* _WORK ITEM_: Lines from the one containing "std::thread::sleep(core::time::Duration::from_millis(100));" through the end of the data are to be returned exactly, and no others.

======== RECORDS SHOWN ========

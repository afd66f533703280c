extern crate serialport;

pub mod record;
pub mod session;
pub mod sink;

use std::io::BufRead;
use std::sync::mpsc;
use std::sync::mpsc::{Receiver, Sender};
use std::thread;

use record::Record;
use session::{CommandOutcome, LineDisposition, LogSession};
use sink::CsvSink;

/// Baud rate the scale firmware ships with.
pub const DEFAULT_BAUD: u32 = 115_200;

pub enum DeviceNotification {
    /// One parsed line from the scale. Emitted for every line regardless of
    /// session state; `recorded` says whether it was appended to the sink.
    Reading { record: Record, recorded: bool },
    /// The operator armed logging. Emitted at most once per connection.
    LoggingStarted,
    /// An operator command was handed to the sender thread. `command` is the
    /// trimmed text, exactly as written to the port.
    CommandForwarded { command: String },
    /// The port stream reported an error (or ended). Non-fatal: reading may
    /// have stopped, but commands are still accepted and attempted.
    PortError { message: String },
    /// Appending to the CSV file failed. The reading it accompanies is
    /// still delivered, marked as not recorded.
    SinkError { message: String },
    ConnectionClosed,
}

pub enum Action {
    /// One raw line of operator input. Trimming and the arming rule are
    /// applied on the session thread, then the text goes out on the wire.
    OperatorInput(String),
}

/// Events flowing from the receiver thread to the session thread.
enum PortEvent {
    Line(String),
    Error(String),
}

pub struct Device {
    tx_action: Sender<Action>,
}

impl Device {
    pub fn connect_path(
        path: String,
        baud_rate: u32,
        sink: CsvSink,
        device_callback: Option<impl Fn(&DeviceNotification) + 'static + std::marker::Send>,
    ) -> serialport::Result<Device> {
        let port = serialport::new(path, baud_rate)
            .data_bits(serialport::DataBits::Eight)
            .parity(serialport::Parity::None)
            .stop_bits(serialport::StopBits::One)
            .flow_control(serialport::FlowControl::None)
            // The timeout is relevant for receiver_thread's behaviour (below).
            .timeout(core::time::Duration::from_millis(100))
            .open()?;

        // Cloning here is a bit ugly - it's necessary because we want to split
        // reads and writes, and Serialport implements both in the same object.
        // Read and writes are mutating, hence an Arc is insufficient. A (rust)
        // Mutex also doesn't work because reads and writes need to be
        // independent. Cloning is good enough.
        let reader = std::io::BufReader::new(port.try_clone()?);

        let (tx_action, rx_action): (Sender<Action>, Receiver<Action>) = mpsc::channel();
        let (tx_command, rx_command): (Sender<String>, Receiver<String>) = mpsc::channel();
        // Option::None is used as a check-alive signal (see details in
        // start_receiver_thread).
        let (tx_event, rx_event): (Sender<Option<PortEvent>>, Receiver<Option<PortEvent>>) =
            mpsc::channel();

        let _session_thread =
            start_session_thread(rx_action, rx_event, tx_command, sink, device_callback);
        let _sender_thread = start_sender_thread(port, rx_command);
        let _receiver_thread = start_receiver_thread(reader, tx_event);

        Ok(Device { tx_action })
    }

    pub fn perform_action(&self, action: Action) {
        if let Err(e) = self.tx_action.send(action) {
            // The session thread is gone; there is nothing useful left to do
            // with operator input.
            eprintln!("tx_action failed: {e:?}");
        }
    }
}

/// The single dispatcher: multiplexes device lines and operator input onto
/// one thread. The two sources stay FIFO within themselves; nothing here
/// needs a lock because the session state has exactly one owner. Sink
/// appends happen inline on this thread, which is what guarantees rows land
/// in admission order.
fn start_session_thread(
    rx_action: Receiver<Action>,
    rx_event: Receiver<Option<PortEvent>>,
    tx_command: Sender<String>,
    sink: CsvSink,
    device_callback: Option<impl Fn(&DeviceNotification) + 'static + std::marker::Send>,
) -> thread::JoinHandle<()> {
    thread::spawn(move || {
        let send_notification = |notification: &DeviceNotification| {
            if let Some(callback) = &device_callback {
                callback(notification);
            }
        };

        let mut session = LogSession::new(sink);
        loop {
            // The duration is largely arbitrary, and chosen to hopefully
            // provide sufficient responsiveness for operator input.
            let event = match rx_event.recv_timeout(core::time::Duration::from_millis(50)) {
                Ok(None) => None,
                Ok(Some(event)) => Some(event),
                Err(error) => match error {
                    mpsc::RecvTimeoutError::Timeout => None,
                    _ => {
                        send_notification(&DeviceNotification::ConnectionClosed);
                        return;
                    }
                },
            };

            match event {
                Some(PortEvent::Line(line)) => {
                    let (record, disposition) = session.handle_line(&line);
                    if let LineDisposition::SinkFailed(e) = &disposition {
                        send_notification(&DeviceNotification::SinkError {
                            message: e.to_string(),
                        });
                    }
                    send_notification(&DeviceNotification::Reading {
                        record,
                        recorded: matches!(disposition, LineDisposition::Recorded),
                    });
                }
                Some(PortEvent::Error(message)) => {
                    send_notification(&DeviceNotification::PortError { message });
                }
                None => (),
            }

            match rx_action.try_recv() {
                Ok(Action::OperatorInput(input)) => {
                    let CommandOutcome {
                        command,
                        started_logging,
                    } = session.handle_command(&input);
                    if started_logging {
                        send_notification(&DeviceNotification::LoggingStarted);
                    }
                    if let Err(e) = tx_command.send(command.clone()) {
                        // The sender thread only exits when its channel
                        // closes, so this means the port write side is gone.
                        eprintln!("tx_command failed: {e:?}");
                    }
                    send_notification(&DeviceNotification::CommandForwarded { command });
                }
                Err(mpsc::TryRecvError::Empty) => (),
                Err(mpsc::TryRecvError::Disconnected) => {
                    send_notification(&DeviceNotification::ConnectionClosed);
                    return;
                }
            }
        }
    })
}

fn start_sender_thread(
    mut writer: Box<dyn serialport::SerialPort>,
    rx_command: Receiver<String>,
) -> thread::JoinHandle<()> {
    thread::spawn(move || loop {
        let Ok(command) = rx_command.recv() else {
            // Session thread is gone, nothing will ever send again.
            return;
        };
        // Fire-and-forget: the command goes out verbatim (no terminator -
        // the scale treats any byte sequence as a command) and a failed
        // write is reported but not retried. If the port is down the
        // operator restarts the tool.
        if let Err(e) = writer.write_all(command.as_bytes()) {
            eprintln!("failed to write to port: {e}");
        }
    })
}

fn start_receiver_thread(
    mut reader: std::io::BufReader<Box<dyn serialport::SerialPort>>,
    tx_event: Sender<Option<PortEvent>>,
) -> thread::JoinHandle<()> {
    thread::spawn(move || {
        let mut buf = String::new();
        loop {
            // read_line blocks until we get content OR until we reach the
            // timeout (set on the port). To detect that the session thread
            // has wound down we check whether the channel is still open, and
            // the only way to check is to try send()'ing. Therefore we
            // periodically send None's to the channel; the short port timeout
            // makes sure that happens often enough.
            match reader.read_line(&mut buf) {
                Ok(0) => {
                    // EOF. The stream will not resume, but the process must
                    // keep running: operator commands are still accepted (and
                    // their writes attempted) until the tool is restarted.
                    let _ = tx_event.send(Some(PortEvent::Error(
                        "serial stream ended".to_string(),
                    )));
                    keep_alive(&tx_event);
                    return;
                }
                Err(error) => match error.kind() {
                    std::io::ErrorKind::TimedOut => {
                        // "Is channel still open" check - see comment above.
                        if tx_event.send(None).is_err() {
                            return;
                        }
                        continue;
                    }
                    _ => {
                        // Same policy as EOF: report once, stop reading, keep
                        // the connection's write side serviceable.
                        let _ = tx_event.send(Some(PortEvent::Error(error.to_string())));
                        keep_alive(&tx_event);
                        return;
                    }
                },
                Ok(_) => (),
            };
            // BufReader removes the trailing <LF>, trimming removes the
            // remaining <CR> plus any padding the firmware emits.
            let line = buf.trim().to_string();
            if tx_event.send(Some(PortEvent::Line(line))).is_err() {
                return;
            }
            buf.clear();
        }
    })
}

/// Park after the port stream has died: keep probing the channel so the
/// thread still winds down once the session thread does.
fn keep_alive(tx_event: &Sender<Option<PortEvent>>) {
    loop {
        std::thread::sleep(core::time::Duration::from_millis(100));
        if tx_event.send(None).is_err() {
            return;
        }
    }
}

========

* _OUTPUT BELOW_:
        std::thread::sleep(core::time::Duration::from_millis(100));
        if tx_event.send(None).is_err() {
            return;
        }
    }
}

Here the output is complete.